Once you find the line with "std::fs::create_dir_all(parent)?;" in the entries below, return exactly every line from it through the line with "impl FromStr for".

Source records

----------

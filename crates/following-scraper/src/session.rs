//! Mutable state of one extraction run, owned by the controller.

use crate::cursor::Cursor;
use crate::dedup::{Admission, Deduplicator};
use crate::model::{FollowedProfile, RunReport, StreamEnd, TerminalStatus};
use std::time::Instant;

#[derive(Debug)]
pub struct ExtractionSession {
    limit: usize,
    cursor: Cursor,
    emitted: usize,
    pages: u32,
    retries: u32,
    /// Consecutive pages that admitted nothing new.
    unproductive: u32,
    duplicates: usize,
    rejected: usize,
    warnings: usize,
    dedup: Deduplicator,
    started: Instant,
}

impl ExtractionSession {
    pub fn new(limit: usize) -> Self {
        Self {
            limit,
            cursor: Cursor::Initial,
            emitted: 0,
            pages: 0,
            retries: 0,
            unproductive: 0,
            duplicates: 0,
            rejected: 0,
            warnings: 0,
            dedup: Deduplicator::new(),
            started: Instant::now(),
        }
    }

    pub fn cursor(&self) -> &Cursor {
        &self.cursor
    }

    pub fn advance(&mut self, next: Cursor) {
        self.cursor = next;
    }

    pub fn emitted(&self) -> usize {
        self.emitted
    }

    pub fn limit_reached(&self) -> bool {
        self.emitted >= self.limit
    }

    pub fn pages(&self) -> u32 {
        self.pages
    }

    pub fn record_page(&mut self) {
        self.pages += 1;
    }

    pub fn record_retry(&mut self) {
        self.retries += 1;
    }

    pub fn record_warning(&mut self) {
        self.warnings += 1;
    }

    pub fn record_rejected(&mut self) {
        self.rejected += 1;
    }

    /// Offer a record to the deduplicator, counting repeats.
    pub fn admit(&mut self, record: &FollowedProfile) -> Admission {
        let admission = self.dedup.admit(record);
        if admission == Admission::Duplicate {
            self.duplicates += 1;
        }
        admission
    }

    /// Count a record once the sink has accepted it.
    pub fn record_emitted(&mut self) {
        self.emitted += 1;
    }

    /// Close out a page that admitted `admitted` new records and return the
    /// length of the current run of unproductive pages.
    pub fn end_page(&mut self, admitted: usize) -> u32 {
        if admitted > 0 {
            self.unproductive = 0;
        } else {
            self.unproductive += 1;
        }
        self.unproductive
    }

    pub fn stream_end(&self, status: TerminalStatus) -> StreamEnd {
        StreamEnd {
            count: self.emitted,
            status,
        }
    }

    pub fn into_report(self, status: TerminalStatus) -> RunReport {
        RunReport {
            status,
            records: self.emitted,
            duplicates: self.duplicates,
            rejected: self.rejected,
            warnings: self.warnings,
            pages: self.pages,
            retries: self.retries,
            elapsed_ms: self.started.elapsed().as_millis() as u64,
        }
    }
}
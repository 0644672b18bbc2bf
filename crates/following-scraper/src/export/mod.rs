//! Record sinks: where accepted records go as they stream out of the
//! controller.
//!
//! Every sink receives records in emission order followed by exactly one
//! [`StreamEnd`]. File sinks write incrementally where the format allows it
//! (JSON, JSON Lines, CSV, HTML, XML); XLSX is assembled on `finish`.

mod csv;
mod html;
mod json;
mod jsonl;
mod xlsx;
mod xml;

pub use self::csv::CsvSink;
pub use self::html::HtmlSink;
pub use self::json::JsonArraySink;
pub use self::jsonl::JsonLinesSink;
pub use self::xlsx::XlsxSink;
pub use self::xml::XmlSink;

use crate::error::{ConfigError, SinkError};
use crate::model::{FollowedProfile, StreamEnd};
use serde::{Deserialize, Serialize};
use std::fmt;
use std::fs::File;
use std::path::Path;
use std::str::FromStr;

/// Consumer of the ordered record stream.
pub trait RecordSink: Send {
    fn emit(&mut self, record: &FollowedProfile) -> Result<(), SinkError>;

    /// Called once after the last record. Sinks flush and close here.
    fn finish(&mut self, end: &StreamEnd) -> Result<(), SinkError>;
}

impl<S: RecordSink + ?Sized> RecordSink for Box<S> {
    fn emit(&mut self, record: &FollowedProfile) -> Result<(), SinkError> {
        (**self).emit(record)
    }

    fn finish(&mut self, end: &StreamEnd) -> Result<(), SinkError> {
        (**self).finish(end)
    }
}

/// Tabular column order shared by the CSV, HTML and XLSX writers.
pub(crate) const COLUMNS: &[&str] = &[
    "id",
    "image",
    "title",
    "subtitle_text",
    "url",
    "username",
    "profile_details",
];

/// One record flattened to [`COLUMNS`]; details are embedded as JSON.
pub(crate) fn row(record: &FollowedProfile) -> Result<[String; 7], SinkError> {
    let details = if record.profile_details.is_empty() {
        String::new()
    } else {
        serde_json::to_string(&record.profile_details)?
    };
    Ok([
        record.id.clone(),
        record.image.clone(),
        record.title.clone(),
        record.subtitle_text.clone(),
        record.url.clone(),
        record.username.clone().unwrap_or_default(),
        details,
    ])
}

/// Create `path` (and its parent directories), truncating any previous file.
pub(crate) fn create_file(path: &Path) -> Result<File, SinkError> {
    if let Some(parent) = path.parent().filter(|p| !p.as_os_str().is_empty()) {
        std::fs::create_dir_all(parent)?;
    }
    Ok(File::create(path)?)
}

#[derive(Debug, Clone, Copy, PartialEq, Eq, Hash, Default, Serialize, Deserialize)]
#[serde(rename_all = "lowercase")]
pub enum OutputFormat {
    #[default]
    Json,
    Jsonl,
    Csv,
    Html,
    Xml,
    Xlsx,
}

impl OutputFormat {
    pub const ALL: [OutputFormat; 6] = [
        OutputFormat::Json,
        OutputFormat::Jsonl,
        OutputFormat::Csv,
        OutputFormat::Html,
        OutputFormat::Xml,
        OutputFormat::Xlsx,
    ];

    pub fn extension(&self) -> &'static str {
        match self {
            OutputFormat::Json => "json",
            OutputFormat::Jsonl => "jsonl",
            OutputFormat::Csv => "csv",
            OutputFormat::Html => "html",
            OutputFormat::Xml => "xml",
            OutputFormat::Xlsx => "xlsx",
        }
    }

    /// Infer the format from a file extension.
    pub fn from_path(path: &Path) -> Option<Self> {
        path.extension()
            .and_then(|e| e.to_str())
            .and_then(|e| e.parse().ok())
    }
}

impl FromStr for OutputFormat {
    type Err = ConfigError;

    fn from_str(s: &str) -> Result<Self, Self::Err> {
        match s.trim().to_ascii_lowercase().as_str() {
            "json" => Ok(OutputFormat::Json),
            "jsonl" | "ndjson" => Ok(OutputFormat::Jsonl),
            "csv" => Ok(OutputFormat::Csv),
            "html" | "htm" => Ok(OutputFormat::Html),
            "xml" => Ok(OutputFormat::Xml),
            "xlsx" | "excel" => Ok(OutputFormat::Xlsx),
            _ => Err(ConfigError::UnknownFormat(s.to_string())),
        }
    }
}

impl fmt::Display for OutputFormat {
    fn fmt(&self, f: &mut fmt::Formatter<'_>) -> fmt::Result {
        f.write_str(self.extension())
    }
}

/// Open a file sink for `format` at `path`.
pub fn open_sink(format: OutputFormat, path: &Path) -> Result<Box<dyn RecordSink>, SinkError> {
    Ok(match format {
        OutputFormat::Json => Box::new(JsonArraySink::create(path)?),
        OutputFormat::Jsonl => Box::new(JsonLinesSink::create(path)?),
        OutputFormat::Csv => Box::new(CsvSink::create(path)?),
        OutputFormat::Html => Box::new(HtmlSink::create(path)?),
        OutputFormat::Xml => Box::new(XmlSink::create(path)?),
        OutputFormat::Xlsx => Box::new(XlsxSink::create(path)?),
    })
}

/// Fans each record out to several sinks.
#[derive(Default)]
pub struct MultiSink {
    sinks: Vec<Box<dyn RecordSink>>,
}

impl MultiSink {
    pub fn new() -> Self {
        Self::default()
    }

    pub fn push(&mut self, sink: Box<dyn RecordSink>) {
        self.sinks.push(sink);
    }
}

impl RecordSink for MultiSink {
    fn emit(&mut self, record: &FollowedProfile) -> Result<(), SinkError> {
        for sink in &mut self.sinks {
            sink.emit(record)?;
        }
        Ok(())
    }

    /// Every sink is finished even if an earlier one fails; the first error
    /// is returned.
    fn finish(&mut self, end: &StreamEnd) -> Result<(), SinkError> {
        let mut first_err = None;
        for sink in &mut self.sinks {
            if let Err(e) = sink.finish(end) {
                first_err.get_or_insert(e);
            }
        }
        first_err.map_or(Ok(()), Err)
    }
}

/// Collects the stream in memory.
#[derive(Debug, Default)]
pub struct MemorySink {
    pub records: Vec<FollowedProfile>,
    pub end: Option<StreamEnd>,
}

impl MemorySink {
    pub fn new() -> Self {
        Self::default()
    }
}

impl RecordSink for MemorySink {
    fn emit(&mut self, record: &FollowedProfile) -> Result<(), SinkError> {
        if self.end.is_some() {
            return Err(SinkError::Finished);
        }
        self.records.push(record.clone());
        Ok(())
    }

    fn finish(&mut self, end: &StreamEnd) -> Result<(), SinkError> {
        if self.end.is_some() {
            return Err(SinkError::Finished);
        }
        self.end = Some(end.clone());
        Ok(())
    }
}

----------

▸ RESULT OF THIS TASK:
        std::fs::create_dir_all(parent)?;
    }
    Ok(File::create(path)?)
}

#[derive(Debug, Clone, Copy, PartialEq, Eq, Hash, Default, Serialize, Deserialize)]
#[serde(rename_all = "lowercase")]
pub enum OutputFormat {
    #[default]
    Json,
    Jsonl,
    Csv,
    Html,
    Xml,
    Xlsx,
}

impl OutputFormat {
    pub const ALL: [OutputFormat; 6] = [
        OutputFormat::Json,
        OutputFormat::Jsonl,
        OutputFormat::Csv,
        OutputFormat::Html,
        OutputFormat::Xml,
        OutputFormat::Xlsx,
    ];

    pub fn extension(&self) -> &'static str {
        match self {
            OutputFormat::Json => "json",
            OutputFormat::Jsonl => "jsonl",
            OutputFormat::Csv => "csv",
            OutputFormat::Html => "html",
            OutputFormat::Xml => "xml",
            OutputFormat::Xlsx => "xlsx",
        }
    }

    /// Infer the format from a file extension.
    pub fn from_path(path: &Path) -> Option<Self> {
        path.extension()
            .and_then(|e| e.to_str())
            .and_then(|e| e.parse().ok())
    }
}

impl FromStr for OutputFormat {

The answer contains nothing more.